**INPUT DATA**
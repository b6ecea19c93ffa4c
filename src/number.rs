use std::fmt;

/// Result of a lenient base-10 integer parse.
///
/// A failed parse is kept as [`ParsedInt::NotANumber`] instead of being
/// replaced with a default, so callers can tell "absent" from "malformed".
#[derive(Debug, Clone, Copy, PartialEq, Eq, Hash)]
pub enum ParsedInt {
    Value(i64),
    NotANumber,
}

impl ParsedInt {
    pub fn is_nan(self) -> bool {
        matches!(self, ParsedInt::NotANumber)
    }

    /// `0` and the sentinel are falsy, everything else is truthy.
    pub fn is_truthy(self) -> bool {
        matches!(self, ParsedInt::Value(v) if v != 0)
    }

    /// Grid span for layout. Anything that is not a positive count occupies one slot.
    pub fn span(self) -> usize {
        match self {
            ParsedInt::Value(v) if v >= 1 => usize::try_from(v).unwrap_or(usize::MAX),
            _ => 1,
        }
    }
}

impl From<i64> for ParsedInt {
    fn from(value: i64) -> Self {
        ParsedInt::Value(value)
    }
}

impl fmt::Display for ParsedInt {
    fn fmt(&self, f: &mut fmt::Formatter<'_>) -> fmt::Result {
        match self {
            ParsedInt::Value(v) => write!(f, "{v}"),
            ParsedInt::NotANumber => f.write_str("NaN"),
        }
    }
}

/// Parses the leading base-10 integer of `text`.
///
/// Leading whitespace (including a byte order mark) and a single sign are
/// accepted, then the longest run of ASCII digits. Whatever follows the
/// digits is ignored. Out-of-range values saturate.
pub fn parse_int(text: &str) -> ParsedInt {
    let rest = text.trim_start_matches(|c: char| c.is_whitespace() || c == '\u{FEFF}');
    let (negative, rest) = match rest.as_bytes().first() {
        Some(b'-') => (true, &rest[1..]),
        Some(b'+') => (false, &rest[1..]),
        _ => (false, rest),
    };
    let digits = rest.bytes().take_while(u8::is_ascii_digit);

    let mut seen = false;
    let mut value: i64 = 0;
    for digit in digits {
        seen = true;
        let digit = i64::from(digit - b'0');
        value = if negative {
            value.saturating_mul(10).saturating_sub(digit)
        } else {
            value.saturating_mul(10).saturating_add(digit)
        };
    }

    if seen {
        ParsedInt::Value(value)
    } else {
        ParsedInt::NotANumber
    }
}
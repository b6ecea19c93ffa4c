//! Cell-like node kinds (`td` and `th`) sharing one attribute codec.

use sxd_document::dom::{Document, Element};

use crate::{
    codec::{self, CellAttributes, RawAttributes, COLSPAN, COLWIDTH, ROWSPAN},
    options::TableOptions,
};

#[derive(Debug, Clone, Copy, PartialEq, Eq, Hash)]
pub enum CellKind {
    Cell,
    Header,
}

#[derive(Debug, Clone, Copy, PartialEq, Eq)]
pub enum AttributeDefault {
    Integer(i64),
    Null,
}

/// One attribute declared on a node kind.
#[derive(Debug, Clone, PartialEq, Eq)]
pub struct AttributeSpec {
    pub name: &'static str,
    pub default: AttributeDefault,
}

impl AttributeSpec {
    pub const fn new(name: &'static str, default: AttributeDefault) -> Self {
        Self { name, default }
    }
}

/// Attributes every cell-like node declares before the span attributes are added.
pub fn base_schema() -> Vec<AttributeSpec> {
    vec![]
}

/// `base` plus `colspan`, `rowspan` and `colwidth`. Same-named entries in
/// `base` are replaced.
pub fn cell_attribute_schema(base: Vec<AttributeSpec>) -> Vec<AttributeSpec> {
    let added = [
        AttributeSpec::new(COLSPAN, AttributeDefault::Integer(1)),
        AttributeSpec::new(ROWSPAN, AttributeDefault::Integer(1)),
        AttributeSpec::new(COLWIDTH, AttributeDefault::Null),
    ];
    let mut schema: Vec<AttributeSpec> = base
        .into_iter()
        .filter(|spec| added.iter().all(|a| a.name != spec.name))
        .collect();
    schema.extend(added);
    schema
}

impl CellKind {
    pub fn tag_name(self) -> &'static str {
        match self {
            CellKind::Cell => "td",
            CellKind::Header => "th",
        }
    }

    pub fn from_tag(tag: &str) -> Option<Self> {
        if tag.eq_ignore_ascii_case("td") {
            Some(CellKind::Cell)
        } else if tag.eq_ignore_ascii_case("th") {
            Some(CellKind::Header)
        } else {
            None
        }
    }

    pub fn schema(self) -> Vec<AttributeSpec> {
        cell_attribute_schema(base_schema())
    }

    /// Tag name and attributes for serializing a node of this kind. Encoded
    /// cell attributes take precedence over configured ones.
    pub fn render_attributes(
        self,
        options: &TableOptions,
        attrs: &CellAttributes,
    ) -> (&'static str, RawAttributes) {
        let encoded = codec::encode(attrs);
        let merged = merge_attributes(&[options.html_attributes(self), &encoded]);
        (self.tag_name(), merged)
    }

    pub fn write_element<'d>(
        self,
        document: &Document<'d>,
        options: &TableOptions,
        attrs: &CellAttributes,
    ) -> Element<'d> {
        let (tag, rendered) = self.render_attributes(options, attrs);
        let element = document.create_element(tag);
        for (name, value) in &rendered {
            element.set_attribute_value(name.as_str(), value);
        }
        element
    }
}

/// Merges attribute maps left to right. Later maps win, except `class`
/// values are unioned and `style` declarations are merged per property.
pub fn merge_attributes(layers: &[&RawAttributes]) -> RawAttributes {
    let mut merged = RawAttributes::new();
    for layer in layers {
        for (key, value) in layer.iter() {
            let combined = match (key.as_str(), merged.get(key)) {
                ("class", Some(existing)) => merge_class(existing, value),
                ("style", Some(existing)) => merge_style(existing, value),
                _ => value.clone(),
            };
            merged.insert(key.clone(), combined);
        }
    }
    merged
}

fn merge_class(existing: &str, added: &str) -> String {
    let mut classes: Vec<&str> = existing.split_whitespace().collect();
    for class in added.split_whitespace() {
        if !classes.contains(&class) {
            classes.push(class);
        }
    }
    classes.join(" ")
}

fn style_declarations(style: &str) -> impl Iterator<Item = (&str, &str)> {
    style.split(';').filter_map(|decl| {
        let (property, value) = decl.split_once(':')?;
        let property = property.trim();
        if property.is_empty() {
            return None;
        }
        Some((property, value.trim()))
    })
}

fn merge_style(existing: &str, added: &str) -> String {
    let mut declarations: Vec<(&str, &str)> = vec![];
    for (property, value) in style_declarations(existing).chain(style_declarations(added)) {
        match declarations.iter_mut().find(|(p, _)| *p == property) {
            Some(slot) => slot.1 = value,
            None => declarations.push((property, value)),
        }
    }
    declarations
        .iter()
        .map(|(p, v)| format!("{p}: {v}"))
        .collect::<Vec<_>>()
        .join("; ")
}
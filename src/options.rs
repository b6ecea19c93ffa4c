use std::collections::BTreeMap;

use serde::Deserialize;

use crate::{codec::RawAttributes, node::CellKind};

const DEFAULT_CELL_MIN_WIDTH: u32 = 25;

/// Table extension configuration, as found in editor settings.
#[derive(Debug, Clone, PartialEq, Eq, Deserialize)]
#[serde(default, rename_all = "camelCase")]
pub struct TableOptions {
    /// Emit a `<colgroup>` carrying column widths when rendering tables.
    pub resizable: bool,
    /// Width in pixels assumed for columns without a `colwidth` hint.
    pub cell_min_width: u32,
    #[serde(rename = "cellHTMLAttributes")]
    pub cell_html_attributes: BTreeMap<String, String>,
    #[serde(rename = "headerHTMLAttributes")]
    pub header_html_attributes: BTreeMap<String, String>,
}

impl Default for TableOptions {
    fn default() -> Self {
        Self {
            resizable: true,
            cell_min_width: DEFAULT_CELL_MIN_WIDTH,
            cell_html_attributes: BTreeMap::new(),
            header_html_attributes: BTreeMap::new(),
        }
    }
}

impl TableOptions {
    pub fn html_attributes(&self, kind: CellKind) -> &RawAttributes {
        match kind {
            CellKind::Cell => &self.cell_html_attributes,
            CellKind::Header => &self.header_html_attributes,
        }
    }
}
...
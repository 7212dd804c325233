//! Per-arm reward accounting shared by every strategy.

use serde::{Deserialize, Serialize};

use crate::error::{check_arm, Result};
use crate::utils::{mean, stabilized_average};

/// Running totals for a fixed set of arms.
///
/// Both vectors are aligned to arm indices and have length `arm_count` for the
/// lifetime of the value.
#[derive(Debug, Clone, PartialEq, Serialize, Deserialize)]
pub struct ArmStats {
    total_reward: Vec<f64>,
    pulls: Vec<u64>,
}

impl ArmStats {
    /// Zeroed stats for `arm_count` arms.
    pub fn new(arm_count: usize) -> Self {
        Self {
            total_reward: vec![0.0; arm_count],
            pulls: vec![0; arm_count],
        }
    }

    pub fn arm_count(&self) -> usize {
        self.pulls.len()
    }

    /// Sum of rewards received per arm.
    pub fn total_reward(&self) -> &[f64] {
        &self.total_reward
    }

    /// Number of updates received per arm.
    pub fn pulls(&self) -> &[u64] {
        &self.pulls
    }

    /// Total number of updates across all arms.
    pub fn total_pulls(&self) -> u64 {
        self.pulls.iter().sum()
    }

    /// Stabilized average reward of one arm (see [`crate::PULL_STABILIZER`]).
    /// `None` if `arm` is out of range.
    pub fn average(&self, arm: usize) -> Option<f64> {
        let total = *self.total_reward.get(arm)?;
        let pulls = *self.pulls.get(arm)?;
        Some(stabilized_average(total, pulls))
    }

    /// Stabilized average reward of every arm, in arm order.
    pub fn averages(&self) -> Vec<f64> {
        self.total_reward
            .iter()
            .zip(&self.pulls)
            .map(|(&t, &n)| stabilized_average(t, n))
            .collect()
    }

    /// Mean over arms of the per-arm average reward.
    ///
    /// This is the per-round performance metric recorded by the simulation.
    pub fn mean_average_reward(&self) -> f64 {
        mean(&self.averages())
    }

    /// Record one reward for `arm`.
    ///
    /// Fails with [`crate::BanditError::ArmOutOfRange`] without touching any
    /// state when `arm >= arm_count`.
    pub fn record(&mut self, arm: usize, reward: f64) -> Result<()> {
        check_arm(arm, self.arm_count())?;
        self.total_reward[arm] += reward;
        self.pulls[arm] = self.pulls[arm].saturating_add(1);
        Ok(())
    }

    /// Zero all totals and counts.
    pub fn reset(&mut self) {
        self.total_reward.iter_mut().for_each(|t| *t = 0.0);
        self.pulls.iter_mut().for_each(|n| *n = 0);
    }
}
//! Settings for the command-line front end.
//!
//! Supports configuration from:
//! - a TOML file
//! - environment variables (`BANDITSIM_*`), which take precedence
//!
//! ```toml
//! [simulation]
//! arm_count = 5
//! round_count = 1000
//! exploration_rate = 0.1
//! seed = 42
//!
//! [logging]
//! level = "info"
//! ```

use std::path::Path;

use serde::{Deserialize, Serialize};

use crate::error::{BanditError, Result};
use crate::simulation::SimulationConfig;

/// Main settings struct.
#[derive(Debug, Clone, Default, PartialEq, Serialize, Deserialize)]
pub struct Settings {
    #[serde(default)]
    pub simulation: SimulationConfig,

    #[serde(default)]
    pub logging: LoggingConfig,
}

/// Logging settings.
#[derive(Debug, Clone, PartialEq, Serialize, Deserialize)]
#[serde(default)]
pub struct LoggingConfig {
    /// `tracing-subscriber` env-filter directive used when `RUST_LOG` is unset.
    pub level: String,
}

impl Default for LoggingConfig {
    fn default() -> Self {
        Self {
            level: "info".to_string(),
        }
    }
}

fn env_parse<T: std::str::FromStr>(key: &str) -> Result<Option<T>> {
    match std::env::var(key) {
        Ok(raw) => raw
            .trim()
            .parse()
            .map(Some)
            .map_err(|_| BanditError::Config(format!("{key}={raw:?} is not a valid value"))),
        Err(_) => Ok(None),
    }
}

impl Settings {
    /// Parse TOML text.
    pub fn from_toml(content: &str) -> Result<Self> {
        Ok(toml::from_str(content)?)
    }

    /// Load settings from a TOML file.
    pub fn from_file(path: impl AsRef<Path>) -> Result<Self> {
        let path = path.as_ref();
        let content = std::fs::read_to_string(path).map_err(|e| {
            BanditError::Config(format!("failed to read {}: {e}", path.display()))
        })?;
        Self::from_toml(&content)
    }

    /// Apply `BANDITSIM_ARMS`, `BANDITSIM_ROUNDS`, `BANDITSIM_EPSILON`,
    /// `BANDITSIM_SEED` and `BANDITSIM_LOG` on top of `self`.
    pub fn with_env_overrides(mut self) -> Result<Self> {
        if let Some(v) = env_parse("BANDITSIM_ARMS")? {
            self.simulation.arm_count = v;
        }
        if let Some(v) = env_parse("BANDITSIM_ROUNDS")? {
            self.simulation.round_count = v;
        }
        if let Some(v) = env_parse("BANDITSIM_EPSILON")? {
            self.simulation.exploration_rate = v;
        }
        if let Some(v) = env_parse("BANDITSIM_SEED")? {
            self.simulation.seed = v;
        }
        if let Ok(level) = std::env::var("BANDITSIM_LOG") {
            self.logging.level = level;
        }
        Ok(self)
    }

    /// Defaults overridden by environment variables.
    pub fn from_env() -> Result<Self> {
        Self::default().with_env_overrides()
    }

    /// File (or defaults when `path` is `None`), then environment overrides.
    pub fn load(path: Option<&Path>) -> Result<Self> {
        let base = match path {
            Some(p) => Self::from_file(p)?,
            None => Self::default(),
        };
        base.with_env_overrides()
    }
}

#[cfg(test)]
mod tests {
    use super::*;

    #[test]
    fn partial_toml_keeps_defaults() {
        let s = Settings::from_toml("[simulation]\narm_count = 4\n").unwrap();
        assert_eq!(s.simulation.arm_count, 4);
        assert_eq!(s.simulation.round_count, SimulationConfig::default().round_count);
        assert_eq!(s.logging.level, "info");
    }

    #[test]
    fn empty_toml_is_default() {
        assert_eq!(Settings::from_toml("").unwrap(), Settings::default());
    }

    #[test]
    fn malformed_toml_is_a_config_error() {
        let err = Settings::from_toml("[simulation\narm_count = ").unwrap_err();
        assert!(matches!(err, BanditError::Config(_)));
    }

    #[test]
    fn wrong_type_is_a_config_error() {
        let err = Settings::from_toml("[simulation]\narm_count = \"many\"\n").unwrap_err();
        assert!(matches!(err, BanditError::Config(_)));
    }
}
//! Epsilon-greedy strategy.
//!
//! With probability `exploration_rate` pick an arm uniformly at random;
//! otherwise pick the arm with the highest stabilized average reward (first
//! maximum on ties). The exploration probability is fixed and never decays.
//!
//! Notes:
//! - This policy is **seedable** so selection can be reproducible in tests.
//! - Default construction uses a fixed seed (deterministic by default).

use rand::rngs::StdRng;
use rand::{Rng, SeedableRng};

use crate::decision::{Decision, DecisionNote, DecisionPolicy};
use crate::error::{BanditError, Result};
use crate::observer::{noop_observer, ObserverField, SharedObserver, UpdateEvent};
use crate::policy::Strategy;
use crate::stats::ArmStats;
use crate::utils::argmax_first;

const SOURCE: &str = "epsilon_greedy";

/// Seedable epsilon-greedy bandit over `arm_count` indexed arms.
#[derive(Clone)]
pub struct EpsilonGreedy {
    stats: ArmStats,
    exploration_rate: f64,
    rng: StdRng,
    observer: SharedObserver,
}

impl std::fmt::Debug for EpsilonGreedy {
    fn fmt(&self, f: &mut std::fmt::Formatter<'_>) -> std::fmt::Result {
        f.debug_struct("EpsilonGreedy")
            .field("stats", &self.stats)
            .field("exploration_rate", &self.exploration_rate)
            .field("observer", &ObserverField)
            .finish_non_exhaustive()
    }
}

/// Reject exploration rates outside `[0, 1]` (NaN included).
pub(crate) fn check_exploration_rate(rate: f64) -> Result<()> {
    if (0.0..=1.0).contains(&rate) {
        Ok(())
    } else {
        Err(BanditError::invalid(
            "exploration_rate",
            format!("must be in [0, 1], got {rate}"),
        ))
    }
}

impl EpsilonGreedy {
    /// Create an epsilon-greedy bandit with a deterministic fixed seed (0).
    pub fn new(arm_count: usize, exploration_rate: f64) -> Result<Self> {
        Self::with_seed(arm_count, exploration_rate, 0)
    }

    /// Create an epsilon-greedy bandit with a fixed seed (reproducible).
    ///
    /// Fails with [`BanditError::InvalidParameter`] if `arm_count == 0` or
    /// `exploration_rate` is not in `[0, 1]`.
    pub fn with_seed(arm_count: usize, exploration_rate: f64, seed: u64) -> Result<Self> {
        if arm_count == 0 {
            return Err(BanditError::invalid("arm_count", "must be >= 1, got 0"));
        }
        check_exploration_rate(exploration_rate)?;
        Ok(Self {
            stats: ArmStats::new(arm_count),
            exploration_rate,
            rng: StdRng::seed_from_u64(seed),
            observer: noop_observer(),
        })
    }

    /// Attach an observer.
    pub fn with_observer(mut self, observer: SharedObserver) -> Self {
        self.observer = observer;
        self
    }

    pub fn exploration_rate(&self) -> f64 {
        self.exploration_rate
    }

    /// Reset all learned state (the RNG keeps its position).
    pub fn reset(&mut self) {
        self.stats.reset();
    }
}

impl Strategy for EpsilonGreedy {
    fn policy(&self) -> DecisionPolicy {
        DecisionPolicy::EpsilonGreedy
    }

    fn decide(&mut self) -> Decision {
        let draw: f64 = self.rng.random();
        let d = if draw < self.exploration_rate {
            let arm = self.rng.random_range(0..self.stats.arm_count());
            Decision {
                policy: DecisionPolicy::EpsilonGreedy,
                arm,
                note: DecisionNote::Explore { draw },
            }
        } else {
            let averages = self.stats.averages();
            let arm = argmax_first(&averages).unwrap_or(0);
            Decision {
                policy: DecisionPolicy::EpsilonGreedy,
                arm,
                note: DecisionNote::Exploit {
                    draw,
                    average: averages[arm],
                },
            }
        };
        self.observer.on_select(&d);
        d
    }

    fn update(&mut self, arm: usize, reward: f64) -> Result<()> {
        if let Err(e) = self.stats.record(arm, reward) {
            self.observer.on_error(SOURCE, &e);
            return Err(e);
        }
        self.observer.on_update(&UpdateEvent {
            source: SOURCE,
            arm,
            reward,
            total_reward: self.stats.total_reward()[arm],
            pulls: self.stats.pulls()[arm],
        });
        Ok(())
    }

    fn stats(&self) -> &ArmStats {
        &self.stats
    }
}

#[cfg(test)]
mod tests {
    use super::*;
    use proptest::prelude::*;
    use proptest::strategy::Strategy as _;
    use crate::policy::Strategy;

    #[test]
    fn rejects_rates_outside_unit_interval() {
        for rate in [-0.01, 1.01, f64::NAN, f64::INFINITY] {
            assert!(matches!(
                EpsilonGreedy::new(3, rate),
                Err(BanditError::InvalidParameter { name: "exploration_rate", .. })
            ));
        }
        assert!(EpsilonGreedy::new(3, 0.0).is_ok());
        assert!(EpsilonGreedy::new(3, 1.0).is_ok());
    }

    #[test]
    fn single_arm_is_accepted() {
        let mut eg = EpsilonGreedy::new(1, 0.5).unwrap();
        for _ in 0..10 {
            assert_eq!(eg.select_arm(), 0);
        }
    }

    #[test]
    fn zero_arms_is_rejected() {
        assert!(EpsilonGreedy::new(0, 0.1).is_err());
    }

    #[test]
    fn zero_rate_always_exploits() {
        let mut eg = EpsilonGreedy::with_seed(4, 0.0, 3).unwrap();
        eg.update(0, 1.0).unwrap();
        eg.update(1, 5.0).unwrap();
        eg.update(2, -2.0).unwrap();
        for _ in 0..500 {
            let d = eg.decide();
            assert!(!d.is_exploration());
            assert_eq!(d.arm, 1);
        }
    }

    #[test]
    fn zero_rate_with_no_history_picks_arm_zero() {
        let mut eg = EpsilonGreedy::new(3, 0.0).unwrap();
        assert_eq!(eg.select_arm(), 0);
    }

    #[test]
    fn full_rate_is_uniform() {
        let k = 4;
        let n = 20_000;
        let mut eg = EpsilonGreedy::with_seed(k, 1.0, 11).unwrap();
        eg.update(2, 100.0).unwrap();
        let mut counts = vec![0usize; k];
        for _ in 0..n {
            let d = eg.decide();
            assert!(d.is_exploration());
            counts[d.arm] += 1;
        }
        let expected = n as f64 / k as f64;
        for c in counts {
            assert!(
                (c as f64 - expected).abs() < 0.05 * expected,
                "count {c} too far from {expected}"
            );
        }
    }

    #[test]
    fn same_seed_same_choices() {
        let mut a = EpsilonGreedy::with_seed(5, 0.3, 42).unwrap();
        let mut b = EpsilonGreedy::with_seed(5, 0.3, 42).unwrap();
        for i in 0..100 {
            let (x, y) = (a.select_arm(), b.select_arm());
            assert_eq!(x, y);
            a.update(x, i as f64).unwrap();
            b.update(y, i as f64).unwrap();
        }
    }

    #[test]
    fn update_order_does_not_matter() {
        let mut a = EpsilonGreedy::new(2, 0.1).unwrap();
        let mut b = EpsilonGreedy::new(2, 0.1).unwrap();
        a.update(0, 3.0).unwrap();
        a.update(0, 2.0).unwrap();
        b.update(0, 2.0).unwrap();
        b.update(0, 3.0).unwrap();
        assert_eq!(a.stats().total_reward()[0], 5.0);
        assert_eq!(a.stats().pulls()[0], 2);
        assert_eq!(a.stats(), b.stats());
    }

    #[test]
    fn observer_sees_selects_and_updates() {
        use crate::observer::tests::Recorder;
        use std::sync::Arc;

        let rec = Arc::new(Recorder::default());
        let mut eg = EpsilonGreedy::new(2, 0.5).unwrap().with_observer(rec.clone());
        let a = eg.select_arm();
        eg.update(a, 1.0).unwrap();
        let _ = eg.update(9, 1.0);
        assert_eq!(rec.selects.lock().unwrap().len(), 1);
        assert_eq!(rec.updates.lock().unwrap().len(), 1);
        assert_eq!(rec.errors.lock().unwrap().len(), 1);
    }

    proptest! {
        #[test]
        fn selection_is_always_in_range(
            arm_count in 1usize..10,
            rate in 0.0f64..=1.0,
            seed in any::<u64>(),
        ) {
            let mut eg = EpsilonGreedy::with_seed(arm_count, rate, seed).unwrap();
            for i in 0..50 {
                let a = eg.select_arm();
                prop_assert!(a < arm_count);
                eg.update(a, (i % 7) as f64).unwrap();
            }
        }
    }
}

**WORK REQUIRED**
From the entries above, print the lines beginning at the one with "Same-named entries in" and stopping after the one with "this kind. Encoded", exactly as written and with nothing else.

**TASK RESULT**
/// `base` plus `colspan`, `rowspan` and `colwidth`. Same-named entries in
/// `base` are replaced.
pub fn cell_attribute_schema(base: Vec<AttributeSpec>) -> Vec<AttributeSpec> {
    let added = [
        AttributeSpec::new(COLSPAN, AttributeDefault::Integer(1)),
        AttributeSpec::new(ROWSPAN, AttributeDefault::Integer(1)),
        AttributeSpec::new(COLWIDTH, AttributeDefault::Null),
    ];
    let mut schema: Vec<AttributeSpec> = base
        .into_iter()
        .filter(|spec| added.iter().all(|a| a.name != spec.name))
        .collect();
    schema.extend(added);
    schema
}

impl CellKind {
    pub fn tag_name(self) -> &'static str {
        match self {
            CellKind::Cell => "td",
            CellKind::Header => "th",
        }
    }

    pub fn from_tag(tag: &str) -> Option<Self> {
        if tag.eq_ignore_ascii_case("td") {
            Some(CellKind::Cell)
        } else if tag.eq_ignore_ascii_case("th") {
            Some(CellKind::Header)
        } else {
            None
        }
    }

    pub fn schema(self) -> Vec<AttributeSpec> {
        cell_attribute_schema(base_schema())
    }

    /// Tag name and attributes for serializing a node of this kind. Encoded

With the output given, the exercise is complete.